CHINA’S response to volatility in its stock and currency markets may have an impact on the country’s bid for entry into MSCI Inc.’s global equity benchmarks, according to the index provider.
While the recent turmoil in Chinese markets and concern that the economic slowdown is worsening have no bearing on MSCI’s own assessment, the way the government has responded may impact the decision on whether to include A shares in a number of international stock gauges. Negative feedback from institutional investors on the effectiveness of policy changes could affect the final decision which is expected in June, according to Sebastien Lieblich, MSCI’s global head of index management research.
“We are really looking at the structural element of a market, of its accessibility, so market volatility is not a consideration when we are looking at when deciding on the inclusion of a given market in the investment universe in general,” Lieblich said in a phone interview. “But if international investors come to us and tell us ‘No, the way the government has acted is just completely crazy and we don’t want that,’” then that may be considered a negative for the classification, he said.
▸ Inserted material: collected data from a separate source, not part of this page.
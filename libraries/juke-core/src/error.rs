/// Gateway error types for remote playback control
use thiserror::Error;

/// Result type alias using `GatewayError`
pub type Result<T> = std::result::Result<T, GatewayError>;

/// Failure reported by a `RemoteControlGateway` call.
///
/// Every variant carries a message that is safe to show to the user as-is.
#[derive(Error, Debug, Clone, PartialEq, Eq)]
pub enum GatewayError {
    /// The backend rejected the auth token
    #[error("{0}")]
    Unauthorized(String),

    /// The user has not linked the requested streaming provider
    #[error("{0}")]
    ProviderNotLinked(String),

    /// The backend or provider answered with a non-success status
    #[error("{message}")]
    Provider { status: u16, message: String },

    /// Transport failure (connect, timeout, reset)
    #[error("{0}")]
    Network(String),

    /// A success response whose body could not be understood
    #[error("{0}")]
    InvalidResponse(String),
}

/// Coarse classification of a `GatewayError`.
#[derive(Debug, Clone, Copy, PartialEq, Eq, Hash)]
pub enum GatewayErrorKind {
    Unauthorized,
    ProviderNotLinked,
    Provider,
    Network,
    InvalidResponse,
}

impl GatewayErrorKind {
    /// Convert to string representation
    #[must_use]
    pub fn as_str(&self) -> &'static str {
        match self {
            Self::Unauthorized => "unauthorized",
            Self::ProviderNotLinked => "provider_not_linked",
            Self::Provider => "provider",
            Self::Network => "network",
            Self::InvalidResponse => "invalid_response",
        }
    }
}

impl std::fmt::Display for GatewayErrorKind {
    fn fmt(&self, f: &mut std::fmt::Formatter<'_>) -> std::fmt::Result {
        write!(f, "{}", self.as_str())
    }
}

impl GatewayError {
    /// Create a network error
    pub fn network(msg: impl Into<String>) -> Self {
        Self::Network(msg.into())
    }

    /// Create a provider error
    pub fn provider(status: u16, msg: impl Into<String>) -> Self {
        Self::Provider {
            status,
            message: msg.into(),
        }
    }

    /// Create an invalid response error
    pub fn invalid_response(msg: impl Into<String>) -> Self {
        Self::InvalidResponse(msg.into())
    }

    /// Classify the error
    #[must_use]
    pub fn kind(&self) -> GatewayErrorKind {
        match self {
            Self::Unauthorized(_) => GatewayErrorKind::Unauthorized,
            Self::ProviderNotLinked(_) => GatewayErrorKind::ProviderNotLinked,
            Self::Provider { .. } => GatewayErrorKind::Provider,
            Self::Network(_) => GatewayErrorKind::Network,
            Self::InvalidResponse(_) => GatewayErrorKind::InvalidResponse,
        }
    }

    /// Human-readable message, passed through to the UI verbatim
    #[must_use]
    pub fn message(&self) -> &str {
        match self {
            Self::Unauthorized(msg)
            | Self::ProviderNotLinked(msg)
            | Self::Network(msg)
            | Self::InvalidResponse(msg)
            | Self::Provider { message: msg, .. } => msg,
        }
    }
}

impl From<serde_json::Error> for GatewayError {
    fn from(err: serde_json::Error) -> Self {
        Self::InvalidResponse(err.to_string())
    }
}
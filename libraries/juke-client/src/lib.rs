//! Juke Backend Client
//!
//! HTTP client for the Juke backend playback API, and the production
//! implementation of `juke_core::RemoteControlGateway`.
//!
//! # Features
//!
//! - **State**: fetch the provider's current playback session
//! - **Control**: play (track, context or resume), pause, next, previous, seek
//! - **Normalization**: loose backend/mobile JSON shapes become `PlaybackState`
//!   at this boundary
//!
//! # Example
//!
//! ```no_run
//! use juke_client::{ClientConfig, JukeClient};
//! use juke_core::{ControlRequest, ProviderName, RemoteControlGateway};
//!
//! # async fn demo() -> Result<(), Box<dyn std::error::Error>> {
//! let client = JukeClient::new(ClientConfig::new("https://api.juke.example"))?;
//!
//! let request = ControlRequest::for_track(
//!     ProviderName::spotify(),
//!     "spotify:track:4uLU6hMCjMI75M1A2tKUQC",
//!     None,
//! );
//! client.play("token", &request).await?;
//! # Ok(())
//! # }
//! ```

mod client;
mod error;
mod playback;
mod types;

pub use client::JukeClient;
pub use error::{ClientError, Result};
pub use playback::PlaybackClient;
pub use types::{
    AlbumResponse, ApiErrorBody, ArtistResponse, ClientConfig, ControlBody, DeviceResponse,
    StateResponse, TrackResponse,
};
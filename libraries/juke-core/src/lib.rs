//! Juke Core
//!
//! Platform-agnostic types and collaborator contracts for remote playback.
//!
//! The playback session lives on a streaming provider (Spotify and friends).
//! Clients hold a mirror of it and drive it through a backend API. This crate
//! holds what every layer of that mirror agrees on:
//!
//! - **Domain Types**: `PlaybackState`, `Track`, `Device`, `ControlRequest`
//! - **Contracts**: `RemoteControlGateway` (one async call per control verb)
//!   and `SessionSource` (the injected auth token source)
//! - **Error Handling**: `GatewayError` and its `Result` alias
//!
//! # Example
//!
//! ```rust
//! use juke_core::{ControlRequest, ProviderName, Track};
//!
//! let provider = ProviderName::spotify();
//! let track = Track::new("4uLU6hMCjMI75M1A2tKUQC", "Never Gonna Give You Up");
//!
//! // A bare id is enough to derive the canonical URI.
//! let uri = track.playable_uri(&provider).unwrap();
//! assert_eq!(uri, "spotify:track:4uLU6hMCjMI75M1A2tKUQC");
//!
//! let request = ControlRequest::for_track(provider, uri, None);
//! assert!(matches!(request, ControlRequest::Track { .. }));
//! ```

#![forbid(unsafe_code)]
#![warn(missing_docs)]

pub mod error;
pub mod traits;
pub mod types;

// Re-export commonly used types
pub use error::{GatewayError, GatewayErrorKind, Result};
pub use traits::{RemoteControlGateway, SessionSource};

#[cfg(any(test, feature = "mocks"))]
pub use traits::MockRemoteControlGateway;

pub use types::{
    clamp_progress, Album, Artist, ControlRequest, Device, PlaybackState, ProviderName, Track,
};
//! In-process session token store

use juke_core::SessionSource;
use tokio::sync::watch;
use tracing::info;

/// Watchable auth token holder.
///
/// Implements `SessionSource` for the engine, and lets the engine follow
/// sign-in/sign-out through [`SessionStore::subscribe`].
#[derive(Debug)]
pub struct SessionStore {
    token: watch::Sender<Option<String>>,
}

impl Default for SessionStore {
    fn default() -> Self {
        Self::new()
    }
}

impl SessionStore {
    /// Create a signed-out store
    pub fn new() -> Self {
        let (token, _) = watch::channel(None);
        Self { token }
    }

    /// Create a store that is already signed in
    pub fn with_token(token: impl Into<String>) -> Self {
        let store = Self::new();
        store.sign_in(token);
        store
    }

    /// Store a token. Replacing an existing token starts a new session.
    pub fn sign_in(&self, token: impl Into<String>) {
        let token = token.into();
        if token.trim().is_empty() {
            self.sign_out();
            return;
        }
        info!("Session signed in");
        self.token.send_replace(Some(token));
    }

    /// Drop the token
    pub fn sign_out(&self) {
        if self.token.send_replace(None).is_some() {
            info!("Session signed out");
        }
    }

    /// Receiver notified on every token change
    pub fn subscribe(&self) -> watch::Receiver<Option<String>> {
        self.token.subscribe()
    }
}

impl SessionSource for SessionStore {
    fn auth_token(&self) -> Option<String> {
        self.token.borrow().clone()
    }
}
//! Scrub controller
//!
//! Buffers drag and keyboard scrub input so the position indicator is not
//! yanked around by ticks or polls mid-drag. The buffered value never touches
//! the engine's state; only a commit reaches it, as exactly one seek.

use crate::engine::PlaybackEngine;
use crate::error::Result;
use crate::snapshot::PlaybackSnapshot;
use juke_core::clamp_progress;
use tracing::debug;

/// Discrete keyboard steps on the scrub bar
#[derive(Debug, Clone, Copy, PartialEq, Eq)]
pub enum ScrubKey {
    ArrowLeft,
    ArrowRight,
    PageUp,
    PageDown,
    Home,
    End,
}

impl ScrubKey {
    /// Parse a DOM-style key name
    #[must_use]
    pub fn from_key(key: &str) -> Option<Self> {
        match key {
            "ArrowLeft" => Some(Self::ArrowLeft),
            "ArrowRight" => Some(Self::ArrowRight),
            "PageUp" => Some(Self::PageUp),
            "PageDown" => Some(Self::PageDown),
            "Home" => Some(Self::Home),
            "End" => Some(Self::End),
            _ => None,
        }
    }
}

/// In-progress scrub, keyed by the track it refers to
#[derive(Debug, Clone, PartialEq)]
struct Scrub {
    track_uri: String,
    value_ms: f64,
}

/// Drag/keyboard scrub state machine: `idle -> scrubbing -> idle`
pub struct ScrubController {
    engine: PlaybackEngine,
    scrub: Option<Scrub>,
}

impl ScrubController {
    pub fn new(engine: PlaybackEngine) -> Self {
        Self {
            engine,
            scrub: None,
        }
    }

    /// Drop a scrub that refers to a track that is no longer loaded
    fn active(&mut self, snapshot: &PlaybackSnapshot) -> Option<&Scrub> {
        let track_uri = snapshot.active_track_uri();
        let stale = self
            .scrub
            .as_ref()
            .is_some_and(|s| Some(s.track_uri.as_str()) != track_uri.as_deref());
        if stale {
            debug!("Track changed mid-scrub, discarding scrub");
            self.scrub = None;
        }
        self.scrub.as_ref()
    }

    fn enabled_for(snapshot: &PlaybackSnapshot) -> bool {
        snapshot.can_control
            && snapshot.has_track()
            && !snapshot.is_busy
            && snapshot.duration_ms().is_some()
    }

    /// Whether scrubbing is allowed right now
    pub fn is_enabled(&self) -> bool {
        Self::enabled_for(&self.engine.snapshot())
    }

    pub fn is_scrubbing(&mut self) -> bool {
        let snapshot = self.engine.snapshot();
        self.active(&snapshot).is_some()
    }

    /// Pointer down: start scrubbing from the displayed position
    pub fn begin(&mut self) -> bool {
        let snapshot = self.engine.snapshot();
        if !Self::enabled_for(&snapshot) {
            return false;
        }
        let Some(track_uri) = snapshot.active_track_uri() else {
            return false;
        };
        self.scrub = Some(Scrub {
            track_uri,
            value_ms: snapshot.progress_ms() as f64,
        });
        true
    }

    /// Drag input. Starts a scrub if none is active. Non-finite input is ignored.
    pub fn update(&mut self, value_ms: f64) {
        if !value_ms.is_finite() {
            return;
        }
        let snapshot = self.engine.snapshot();
        if !Self::enabled_for(&snapshot) {
            return;
        }
        let Some(track_uri) = snapshot.active_track_uri() else {
            return;
        };
        self.scrub = Some(Scrub {
            track_uri,
            value_ms,
        });
    }

    /// Position to draw: the scrub value while scrubbing, else live progress
    pub fn display_position_ms(&mut self) -> u64 {
        let snapshot = self.engine.snapshot();
        let Some(duration) = snapshot.duration_ms() else {
            return 0;
        };
        match self.active(&snapshot) {
            Some(scrub) => bound(scrub.value_ms, duration),
            None => clamp_progress(snapshot.progress_ms(), Some(duration)),
        }
    }

    /// Displayed position as a whole percentage of the duration
    pub fn progress_percent(&mut self) -> u8 {
        let displayed = self.display_position_ms();
        match self.engine.snapshot().duration_ms() {
            Some(duration) => {
                let percent = (displayed as f64 / duration as f64 * 100.0).round();
                percent.min(100.0) as u8
            }
            None => 0,
        }
    }

    /// Abandon the scrub without seeking
    pub fn cancel(&mut self) {
        self.scrub = None;
    }

    /// Pointer up: commit `value_ms`, or the buffered value if none is given.
    ///
    /// Returns the committed position, or `None` if nothing was committed.
    /// A drag whose track changed underneath it is dropped, value and all.
    pub async fn release(&mut self, value_ms: Option<f64>) -> Result<Option<u64>> {
        let snapshot = self.engine.snapshot();
        let was_scrubbing = self.scrub.is_some();
        let buffered = self.active(&snapshot).map(|s| s.value_ms);
        if was_scrubbing && buffered.is_none() {
            return Ok(None);
        }
        let value = value_ms.filter(|v| v.is_finite()).or(buffered);
        self.commit(&snapshot, value).await
    }

    /// Keyboard step: move from the current position and commit immediately
    pub async fn nudge(&mut self, key: ScrubKey) -> Result<Option<u64>> {
        let snapshot = self.engine.snapshot();
        let Some(duration) = snapshot.duration_ms() else {
            self.scrub = None;
            return Ok(None);
        };
        if !Self::enabled_for(&snapshot) {
            return Ok(None);
        }

        let from = self
            .active(&snapshot)
            .map_or(snapshot.progress_ms() as f64, |s| s.value_ms);
        let step = self.engine.config().scrub_step_ms as f64;
        let page = (duration as f64 / 10.0).max(step);
        let target = match key {
            ScrubKey::ArrowLeft => from - step,
            ScrubKey::ArrowRight => from + step,
            ScrubKey::PageDown => from - page,
            ScrubKey::PageUp => from + page,
            ScrubKey::Home => 0.0,
            ScrubKey::End => duration as f64,
        };
        self.commit(&snapshot, Some(target)).await
    }

    async fn commit(
        &mut self,
        snapshot: &PlaybackSnapshot,
        value_ms: Option<f64>,
    ) -> Result<Option<u64>> {
        self.scrub = None;
        if !Self::enabled_for(snapshot) {
            return Ok(None);
        }

        let (Some(value), Some(duration)) = (value_ms, snapshot.duration_ms()) else {
            return Ok(None);
        };

        let position = bound(value, duration);
        debug!(position_ms = position, "Committing scrub");
        self.engine.seek(position as f64).await?;
        Ok(Some(position))
    }
}

fn bound(value_ms: f64, duration_ms: u64) -> u64 {
    value_ms.clamp(0.0, duration_ms as f64).round() as u64
}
The government’s unprecedented efforts to stem a stock rout since mid-last year, including banning stake sales from major shareholders and restricting short-selling, have drawn criticism from international investors. Sentiment deteriorated further after regulators scrapped an ill-timed circuit-breaker system in January and a slew of shifts in the currency policy whipsawed investors.
China’s government last week relaxed some of its restrictions on foreign funds, as part of its effort to elevate the status of mainland markets on the world stage and make the yuan a more international currency.